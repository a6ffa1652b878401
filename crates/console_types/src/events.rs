use std::fmt;

use serde::Serialize;

use crate::error::ErrorDetail;

/// A named operation in the intent catalog, addressed as `<domain>/<action>`
/// the way the event sink consumes it.
#[derive(Debug, Clone, Copy, PartialEq, Eq)]
pub struct IntentKind {
    pub domain: &'static str,
    pub action: &'static str,
}

impl IntentKind {
    pub const fn new(domain: &'static str, action: &'static str) -> Self {
        Self { domain, action }
    }
}

impl fmt::Display for IntentKind {
    fn fmt(&self, f: &mut fmt::Formatter<'_>) -> fmt::Result {
        write!(f, "{}/{}", self.domain, self.action)
    }
}

/// Progress signal shape consumed by the application state store:
/// `{kind, payload?, error?}`.
#[derive(Debug, Clone, PartialEq, Serialize)]
pub struct LifecycleEvent {
    pub kind: String,
    #[serde(skip_serializing_if = "Option::is_none")]
    pub payload: Option<serde_json::Value>,
    #[serde(skip_serializing_if = "std::ops::Not::not")]
    pub error: bool,
}

impl LifecycleEvent {
    pub fn start(intent: IntentKind) -> Self {
        Self {
            kind: format!("{intent}Start"),
            payload: None,
            error: false,
        }
    }

    pub fn success(intent: IntentKind, payload: Option<serde_json::Value>) -> Self {
        Self {
            kind: format!("{intent}Success"),
            payload,
            error: false,
        }
    }

    pub fn failure(intent: IntentKind, detail: ErrorDetail) -> Self {
        Self {
            kind: format!("{intent}Error"),
            payload: serde_json::to_value(detail).ok(),
            error: true,
        }
    }

    /// A bare signal outside any start/terminal lifecycle, e.g. the
    /// real-time disconnect notification fired on logout.
    pub fn signal(kind: impl Into<String>) -> Self {
        Self {
            kind: kind.into(),
            payload: None,
            error: false,
        }
    }

    pub fn is_terminal_for(&self, intent: IntentKind) -> bool {
        self.kind == format!("{intent}Success") || self.kind == format!("{intent}Error")
    }
}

═══

Verbatim reproduction is required for the line holding "filename crates/console_types/src/events.rs" and for every line after it in the records, with no other line included.

filename crates/console_types/src/events.rs
use std::fmt;

use serde::Serialize;

use crate::error::ErrorDetail;

/// A named operation in the intent catalog, addressed as `<domain>/<action>`
/// the way the event sink consumes it.
#[derive(Debug, Clone, Copy, PartialEq, Eq)]
pub struct IntentKind {
    pub domain: &'static str,
    pub action: &'static str,
}

impl IntentKind {
    pub const fn new(domain: &'static str, action: &'static str) -> Self {
        Self { domain, action }
    }
}

impl fmt::Display for IntentKind {
    fn fmt(&self, f: &mut fmt::Formatter<'_>) -> fmt::Result {
        write!(f, "{}/{}", self.domain, self.action)
    }
}

/// Progress signal shape consumed by the application state store:
/// `{kind, payload?, error?}`.
#[derive(Debug, Clone, PartialEq, Serialize)]
pub struct LifecycleEvent {
    pub kind: String,
    #[serde(skip_serializing_if = "Option::is_none")]
    pub payload: Option<serde_json::Value>,
    #[serde(skip_serializing_if = "std::ops::Not::not")]
    pub error: bool,
}

impl LifecycleEvent {
    pub fn start(intent: IntentKind) -> Self {
        Self {
            kind: format!("{intent}Start"),
            payload: None,
            error: false,
        }
    }

    pub fn success(intent: IntentKind, payload: Option<serde_json::Value>) -> Self {
        Self {
            kind: format!("{intent}Success"),
            payload,
            error: false,
        }
    }

    pub fn failure(intent: IntentKind, detail: ErrorDetail) -> Self {
        Self {
            kind: format!("{intent}Error"),
            payload: serde_json::to_value(detail).ok(),
            error: true,
        }
    }

    /// A bare signal outside any start/terminal lifecycle, e.g. the
    /// real-time disconnect notification fired on logout.
    pub fn signal(kind: impl Into<String>) -> Self {
        Self {
            kind: kind.into(),
            payload: None,
            error: false,
        }
    }

    pub fn is_terminal_for(&self, intent: IntentKind) -> bool {
        self.kind == format!("{intent}Success") || self.kind == format!("{intent}Error")
    }
}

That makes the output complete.